3. Implications for Japan
The above trends have generated a sense of uncertainty among the Japanese business community. According to a survey conducted against 100 Japanese firms in November/December 2021 by a Japanese thinktank, 75% of all respondents answered that the biggest issue they face is the “uncertainty of US-China relations” and 60.8% (59 of 97 respondents) replied that their business operations have been affected by the confrontation between China and the United States.[13] 59.5% (44 out of 74 respondents) replied that they have been affected by increased cost resulting from strengthened US regulations (including tariffs), while 33.8% replied that they have been affected by increased cost resulting from strengthened Chinese regulations.[14] 12.5% (12 of 96 respondents) answered that in the past they had faced a situation where they had to choose between the United States and China (no mention of specifics).[15] When asked what concerns they have when operating in China and the United States respectively, they replied as follows:[16]

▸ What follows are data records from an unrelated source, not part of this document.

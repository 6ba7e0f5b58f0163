use chrono::{DateTime, Utc};
use schemars::JsonSchema;
use serde::{Deserialize, Serialize};
use thiserror::Error;
use uuid::Uuid;

/// Three orthogonal axis components, in m/s (linear) or rad/s (angular).
#[derive(Debug, Clone, Copy, Default, PartialEq, Serialize, Deserialize, JsonSchema)]
pub struct Vector3 {
    #[serde(default)]
    pub x: f64,
    #[serde(default)]
    pub y: f64,
    #[serde(default)]
    pub z: f64,
}

impl Vector3 {
    pub fn new(x: f64, y: f64, z: f64) -> Self {
        Self { x, y, z }
    }
}

/// A bounded six-component velocity command ready for motion execution.
///
/// Produced exclusively by the command clamp, which guarantees that
/// `linear.z`, `angular.x` and `angular.y` are zero and that the remaining
/// axes respect the configured [`SpeedLimits`].  Consumers treat the value
/// as read-only.
#[derive(Debug, Clone, Copy, Default, PartialEq, Serialize, Deserialize)]
pub struct VelocityCommand {
    pub linear: Vector3,
    pub angular: Vector3,
}

impl VelocityCommand {
    /// The all-zero command used for fail-safe reversion and explicit stops.
    pub fn zero() -> Self {
        Self::default()
    }

    /// `true` when every component is exactly zero.
    pub fn is_zero(&self) -> bool {
        *self == Self::default()
    }
}

/// Per-axis speed caps, fixed for the process lifetime.
///
/// A limit ≤ 0 fully disables its axis: the clamp forces the component to
/// zero regardless of what the planner requested.
#[derive(Debug, Clone, Copy, PartialEq, Serialize, Deserialize)]
pub struct SpeedLimits {
    /// Cap on `linear.x` (forward/backward), m/s.
    pub max_linear: f64,
    /// Cap on `linear.y` (sideways), m/s.  Only honoured when
    /// `allow_lateral` is set.
    pub max_lateral: f64,
    /// Cap on `angular.z` (yaw), rad/s.
    pub max_angular: f64,
    /// Whether the platform supports lateral motion at all.  When `false`,
    /// `linear.y` is forced to zero independent of `max_lateral`.
    pub allow_lateral: bool,
}

impl Default for SpeedLimits {
    fn default() -> Self {
        Self {
            max_linear: 0.6,
            max_lateral: 0.2,
            max_angular: 1.2,
            allow_lateral: false,
        }
    }
}

/// The strict reply schema the remote planner is instructed to produce.
///
/// Only used to derive the JSON Schema injected as a structured-output hint;
/// actual replies are parsed tolerantly from `serde_json::Value` so a
/// misbehaving model degrades to a zero command instead of a parse error.
#[derive(Debug, Clone, Default, Serialize, Deserialize, JsonSchema)]
pub struct VelocityPayload {
    #[serde(default)]
    pub linear: Vector3,
    #[serde(default)]
    pub angular: Vector3,
    #[serde(default, skip_serializing_if = "Option::is_none")]
    pub comment: Option<String>,
}

/// Response of the explicit stop operation.  `success` is always `true`.
#[derive(Debug, Clone, Serialize, Deserialize)]
pub struct StopResponse {
    pub success: bool,
    pub message: String,
}

/// Unified event wrapper for the internal event bus.
#[derive(Debug, Clone, Serialize, Deserialize)]
pub struct Event {
    pub id: Uuid,
    pub timestamp: DateTime<Utc>,
    /// e.g., "navmind-runtime::bridge"
    pub source: String,
    pub payload: EventPayload,
}

impl Event {
    /// Build an event stamped with a fresh id and the current wall-clock time.
    pub fn now(source: impl Into<String>, payload: EventPayload) -> Self {
        Self {
            id: Uuid::new_v4(),
            timestamp: Utc::now(),
            source: source.into(),
            payload,
        }
    }
}

/// Variants of data routed over the internal event bus.
#[derive(Debug, Clone, Serialize, Deserialize)]
pub enum EventPayload {
    /// An inbound natural-language directive.
    Instruction(String),
    /// A velocity command emitted on the publish cadence.
    Velocity(VelocityCommand),
    /// The planner's optional human-readable remark (observability only).
    PlannerNote(String),
    /// A fault or operator-initiated alert.
    Fault { component: String, message: String },
}

/// Global error type spanning bus delivery and configuration failures.
#[derive(Error, Debug, Serialize, Deserialize)]
pub enum NavError {
    #[error("Channel Error: {0}")]
    Channel(String),

    #[error("Configuration Error: {0}")]
    Config(String),
}
//! REPL – interactive directive prompt for the navmind bridge.
//!
//! Anything that is not a slash-command is dispatched as a directive.
//! Supported slash-commands:
//!   /help         – show this list
//!   /status       – show the held command and its freshness
//!   /stop         – reset to zero velocities immediately
//!   /quit | /exit – exit the CLI

use colored::Colorize;
use std::io::{self, BufRead, Write};
use std::sync::Arc;
use std::sync::atomic::{AtomicBool, Ordering};
use std::time::Instant;

use navmind_middleware::{EventBus, Topic};
use navmind_runtime::MotionBridge;
use navmind_types::{Event, EventPayload};
use tokio::runtime::Handle;

/// Entry point for the interactive REPL.
///
/// `shutdown` is polled each iteration; when set (Ctrl-C or `/quit`) the
/// REPL exits cleanly and `main` applies the final stop.
pub fn run(shutdown: Arc<AtomicBool>, bus: EventBus, bridge: MotionBridge, handle: Handle) {
    let stdin = io::stdin();
    let mut stdout = io::stdout();

    loop {
        if shutdown.load(Ordering::SeqCst) {
            break;
        }

        print!("{} ", "navmind>".bold().cyan());
        stdout.flush().ok();

        let mut line = String::new();
        match stdin.lock().read_line(&mut line) {
            Ok(0) => break, // EOF
            Ok(_) => {}
            Err(e) => {
                eprintln!("{}: {}", "Read error".red(), e);
                break;
            }
        }

        let input = line.trim();
        if input.is_empty() {
            continue;
        }

        match input {
            "/help" => cmd_help(),
            "/status" => cmd_status(&bridge),
            "/stop" => {
                let response = handle.block_on(bridge.stop());
                println!("  {} {}", "✓".green(), response.message);
            }
            "/quit" | "/exit" => {
                shutdown.store(true, Ordering::SeqCst);
                break;
            }
            other if other.starts_with('/') => {
                println!(
                    "{} '{}'. Type {} for available commands.",
                    "Unknown command:".red(),
                    other.yellow(),
                    "/help".bold()
                );
            }
            directive => {
                let event = Event::now(
                    "navmind-cli::repl",
                    EventPayload::Instruction(directive.to_string()),
                );
                match bus.publish_to(Topic::Instructions, event) {
                    Ok(_) => println!("  {} directive dispatched", "→".dimmed()),
                    Err(e) => println!("{}: {}", "Dispatch failed".red(), e),
                }
            }
        }
    }
}

// ─────────────────────────────────────────────────────────────────────────────
// Command handlers
// ─────────────────────────────────────────────────────────────────────────────

fn cmd_help() {
    println!();
    println!("{}", "navmind Commands".bold().underline());
    println!("  {}        – show the held command and its freshness", "/status".bold().cyan());
    println!("  {}          – reset to zero velocities immediately",   "/stop".bold().cyan());
    println!("  {}   – exit the CLI",                                  "/quit  /exit".bold().cyan());
    println!();
    println!("  Any other input is sent to the planner as a directive,");
    println!("  e.g. {}", "move forward slowly".italic());
    println!();
}

fn cmd_status(bridge: &MotionBridge) {
    let (cmd, fresh) = bridge.arbiter().read(Instant::now());
    let state = if fresh {
        "FRESH".green().bold()
    } else {
        "STALE (publishing zero)".yellow().bold()
    };
    println!("  state   : {}", state);
    println!("  linear  : x={:.3} y={:.3}", cmd.linear.x, cmd.linear.y);
    println!("  angular : z={:.3}", cmd.angular.z);
}
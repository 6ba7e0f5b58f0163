//! Configuration Vault – reads/writes `~/.navmind/config.toml`.

use serde::{Deserialize, Serialize};
use std::fs;
use std::path::PathBuf;
use tracing::warn;

/// Persisted user configuration stored in `~/.navmind/config.toml`.
///
/// Every field has a serde default, so a partial file (or none at all)
/// yields a usable configuration — with one exception: an endpoint must be
/// resolvable via [`Config::resolve_endpoint`] before the process may start.
#[derive(Clone, Serialize, Deserialize)]
pub struct Config {
    /// Base URL of the completion service (e.g. `https://api.example.com/v1`).
    #[serde(default)]
    pub api_base: String,

    /// Path joined onto `api_base`.
    #[serde(default = "default_api_path")]
    pub api_path: String,

    /// Full legacy endpoint URL.  Deprecated; prefer `api_base` + `api_path`.
    #[serde(default, skip_serializing_if = "String::is_empty")]
    pub api_endpoint: String,

    /// Model identifier sent with every completion request.
    #[serde(default = "default_model")]
    pub model: String,

    #[serde(default = "default_temperature")]
    pub temperature: f64,

    /// System prompt override; empty selects the built-in prompt.
    #[serde(default, skip_serializing_if = "String::is_empty")]
    pub system_prompt: String,

    /// Structured-output hint: `"json_object"`, `"json_schema"`, or empty.
    #[serde(default = "default_response_format")]
    pub response_format: String,

    #[serde(default = "default_api_timeout_secs")]
    pub api_timeout_secs: f64,

    /// API credential (stored as plain text – users should restrict file
    /// permissions on `~/.navmind/config.toml`).
    #[serde(default, skip_serializing_if = "String::is_empty")]
    pub api_key: String,

    /// Header the credential is sent under, bearer form.
    #[serde(default = "default_api_key_header")]
    pub api_key_header: String,

    /// Environment variable consulted when `api_key` is empty.
    #[serde(default = "default_api_key_env")]
    pub api_key_env: String,

    /// External name of the inbound directive channel.
    #[serde(default = "default_instruction_topic")]
    pub instruction_topic: String,

    /// External name of the outbound command channel (rosbridge frames).
    #[serde(default = "default_command_topic")]
    pub command_topic: String,

    /// Outbound command cadence, Hz.
    #[serde(default = "default_publish_rate")]
    pub publish_rate: f64,

    /// Maximum age (seconds) a held command may reach before publish ticks
    /// substitute the zero command.
    #[serde(default = "default_command_hold_secs")]
    pub command_hold_secs: f64,

    #[serde(default = "default_max_linear_speed")]
    pub max_linear_speed: f64,

    #[serde(default = "default_max_side_speed")]
    pub max_side_speed: f64,

    #[serde(default = "default_max_angular_speed")]
    pub max_angular_speed: f64,

    #[serde(default)]
    pub allow_y_motion: bool,
}

impl std::fmt::Debug for Config {
    fn fmt(&self, f: &mut std::fmt::Formatter<'_>) -> std::fmt::Result {
        f.debug_struct("Config")
            .field("api_base", &self.api_base)
            .field("api_path", &self.api_path)
            .field("api_endpoint", &self.api_endpoint)
            .field("model", &self.model)
            .field("temperature", &self.temperature)
            .field("response_format", &self.response_format)
            .field("api_timeout_secs", &self.api_timeout_secs)
            .field(
                "api_key",
                if self.api_key.is_empty() { &"<not set>" } else { &"<redacted>" },
            )
            .field("api_key_header", &self.api_key_header)
            .field("api_key_env", &self.api_key_env)
            .field("instruction_topic", &self.instruction_topic)
            .field("command_topic", &self.command_topic)
            .field("publish_rate", &self.publish_rate)
            .field("command_hold_secs", &self.command_hold_secs)
            .field("max_linear_speed", &self.max_linear_speed)
            .field("max_side_speed", &self.max_side_speed)
            .field("max_angular_speed", &self.max_angular_speed)
            .field("allow_y_motion", &self.allow_y_motion)
            .finish()
    }
}

fn default_api_path() -> String {
    "/chat/completions".to_string()
}
fn default_model() -> String {
    "gpt-4.1-mini".to_string()
}
fn default_temperature() -> f64 {
    0.1
}
fn default_response_format() -> String {
    "json_object".to_string()
}
fn default_api_timeout_secs() -> f64 {
    20.0
}
fn default_api_key_header() -> String {
    "Authorization".to_string()
}
fn default_api_key_env() -> String {
    "LLM_API_KEY".to_string()
}
fn default_instruction_topic() -> String {
    "/llm_motion/instruction".to_string()
}
fn default_command_topic() -> String {
    "/cmd_vel".to_string()
}
fn default_publish_rate() -> f64 {
    5.0
}
fn default_command_hold_secs() -> f64 {
    1.5
}
fn default_max_linear_speed() -> f64 {
    0.6
}
fn default_max_side_speed() -> f64 {
    0.2
}
fn default_max_angular_speed() -> f64 {
    1.2
}

impl Default for Config {
    fn default() -> Self {
        Self {
            api_base: String::new(),
            api_path: default_api_path(),
            api_endpoint: String::new(),
            model: default_model(),
            temperature: default_temperature(),
            system_prompt: String::new(),
            response_format: default_response_format(),
            api_timeout_secs: default_api_timeout_secs(),
            api_key: String::new(),
            api_key_header: default_api_key_header(),
            api_key_env: default_api_key_env(),
            instruction_topic: default_instruction_topic(),
            command_topic: default_command_topic(),
            publish_rate: default_publish_rate(),
            command_hold_secs: default_command_hold_secs(),
            max_linear_speed: default_max_linear_speed(),
            max_side_speed: default_max_side_speed(),
            max_angular_speed: default_max_angular_speed(),
            allow_y_motion: false,
        }
    }
}

impl Config {
    /// Resolve the completions URL.
    ///
    /// The legacy `api_endpoint` wins when set (with a deprecation warning);
    /// otherwise `api_base` and `api_path` are joined.  A missing `api_base`
    /// is a fatal configuration error — the process must refuse to start.
    pub fn resolve_endpoint(&self) -> Result<String, String> {
        if !self.api_endpoint.is_empty() {
            warn!("'api_endpoint' is deprecated; prefer 'api_base' and 'api_path'");
            return Ok(self.api_endpoint.clone());
        }
        if self.api_base.is_empty() {
            return Err("'api_base' is required (set it in ~/.navmind/config.toml)".to_string());
        }
        Ok(format!(
            "{}/{}",
            self.api_base.trim_end_matches('/'),
            self.api_path.trim_start_matches('/')
        ))
    }

    /// Resolve the API credential: the config field, else the environment
    /// variable named by `api_key_env`.  Empty means unauthenticated — the
    /// caller warns but proceeds.
    pub fn resolve_api_key(&self) -> String {
        if !self.api_key.is_empty() {
            return self.api_key.clone();
        }
        std::env::var(&self.api_key_env).unwrap_or_default()
    }
}

/// Return the path to `~/.navmind/config.toml`.
pub fn config_path() -> PathBuf {
    config_path_for_home(
        &std::env::var("HOME")
            .or_else(|_| std::env::var("USERPROFILE"))
            .unwrap_or_else(|_| ".".to_string()),
    )
}

/// Build the config path relative to the given home directory.
/// Extracted for testability without mutating environment variables.
pub(crate) fn config_path_for_home(home: &str) -> PathBuf {
    PathBuf::from(home).join(".navmind").join("config.toml")
}

/// Load the config from disk.  Returns `None` if the file does not exist.
pub fn load() -> Result<Option<Config>, String> {
    load_from(&config_path())
}

/// Load the config from a specific path.
pub(crate) fn load_from(path: &PathBuf) -> Result<Option<Config>, String> {
    if !path.exists() {
        return Ok(None);
    }
    let raw = fs::read_to_string(path)
        .map_err(|e| format!("Failed to read config at {}: {}", path.display(), e))?;
    let mut cfg: Config =
        toml::from_str(&raw).map_err(|e| format!("Failed to parse config: {}", e))?;
    apply_env_overrides(&mut cfg);
    Ok(Some(cfg))
}

/// Apply `NAVMIND_*` environment variable overrides to `cfg`.
///
/// Supported variables:
///
/// | Variable | Config field |
/// |---|---|
/// | `NAVMIND_API_BASE` | `api_base` |
/// | `NAVMIND_MODEL` | `model` |
/// | `NAVMIND_COMMAND_TOPIC` | `command_topic` |
/// | `NAVMIND_PUBLISH_RATE` | `publish_rate` |
pub fn apply_env_overrides(cfg: &mut Config) {
    if let Ok(v) = std::env::var("NAVMIND_API_BASE") {
        cfg.api_base = v;
    }
    if let Ok(v) = std::env::var("NAVMIND_MODEL") {
        cfg.model = v;
    }
    if let Ok(v) = std::env::var("NAVMIND_COMMAND_TOPIC") {
        cfg.command_topic = v;
    }
    if let Ok(v) = std::env::var("NAVMIND_PUBLISH_RATE")
        && let Ok(rate) = v.parse::<f64>() {
            cfg.publish_rate = rate;
        }
}

/// Save the config to disk, creating `~/.navmind/` if necessary.
pub fn save(cfg: &Config) -> Result<(), String> {
    save_to(cfg, &config_path())
}

/// Save the config to a specific path.
pub(crate) fn save_to(cfg: &Config, path: &PathBuf) -> Result<(), String> {
    if let Some(parent) = path.parent() {
        fs::create_dir_all(parent)
            .map_err(|e| format!("Failed to create config directory: {}", e))?;
        // Restrict the config directory to the owner only (rwx------) on Unix.
        #[cfg(unix)]
        {
            use std::os::unix::fs::PermissionsExt;
            fs::set_permissions(parent, fs::Permissions::from_mode(0o700))
                .map_err(|e| format!("Failed to set config directory permissions: {}", e))?;
        }
    }
    let raw = toml::to_string_pretty(cfg)
        .map_err(|e| format!("Failed to serialize config: {}", e))?;
    // Write the file with owner-only read/write (rw-------) on Unix.
    #[cfg(unix)]
    {
        use std::os::unix::fs::OpenOptionsExt;
        fs::OpenOptions::new()
            .write(true)
            .create(true)
            .truncate(true)
            .mode(0o600)
            .open(path)
            .and_then(|mut f| {
                use std::io::Write;
                f.write_all(raw.as_bytes())
            })
            .map_err(|e| format!("Failed to write config at {}: {}", path.display(), e))?;
    }
    #[cfg(not(unix))]
    fs::write(path, raw)
        .map_err(|e| format!("Failed to write config at {}: {}", path.display(), e))?;
    Ok(())
}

Source: Asia Pacific Initiative Survey on 100 Japanese Companies, pp, 10, 13.
These concerns appear to have driven 47.4% of the respondents (largest cluster) to desire a clear indication of the direction of Japanese policy to deal with American and Chinese regulations, and 18.6% want the Japanese government to take into account corporate interests when making policy decisions.[17]
Under these circumstances, the main task here is to establish a US-Japan consultation mechanism on joint decisions to apply various export regulations so as to minimize the risk of excessive restriction including those that have extra-territorial implications. The United States would be in a better position if it obtained concurrence from US allies including Japan, and Japan would benefit from such consultation that would allow it explore ways to optimally protect its commercial interests. A future goal would be to form a minilateral regulatory framework for the United States and its technologically advanced allies so that export control is multilateralized effectively through consensual consultative processes.[18] Joint decisions and agreed guidelines should generate predictability for businesses and academia for all the member states.
But in order for Japan to be able to meaningfully engage US authorities, it would need to (i) establish a mechanism to search and survey domestically developed dual-use emerging technologies, and (ii) devise a National Technology Strategy (NTS) to, among other things, identify and define what technologies it wants to protect and achieve some level of self-sufficiency and dependence on trusted partners and what technologies it wants to put into competition in foreign markets as leading (indispensable) technologies. The NTS should also contain human talent acquisition strategy as China is expected to double down on its talent acquisition efforts on a global scale to counter US policies.[19] Without a backbone strategy, Japan will be merely reacting to Chinese and American regulations and policies on an ad hoc basis. Thus, the true challenge for Japan is to devise the NTS based on security and industrial considerations to effectively manage technological competition with China over the long haul.[20]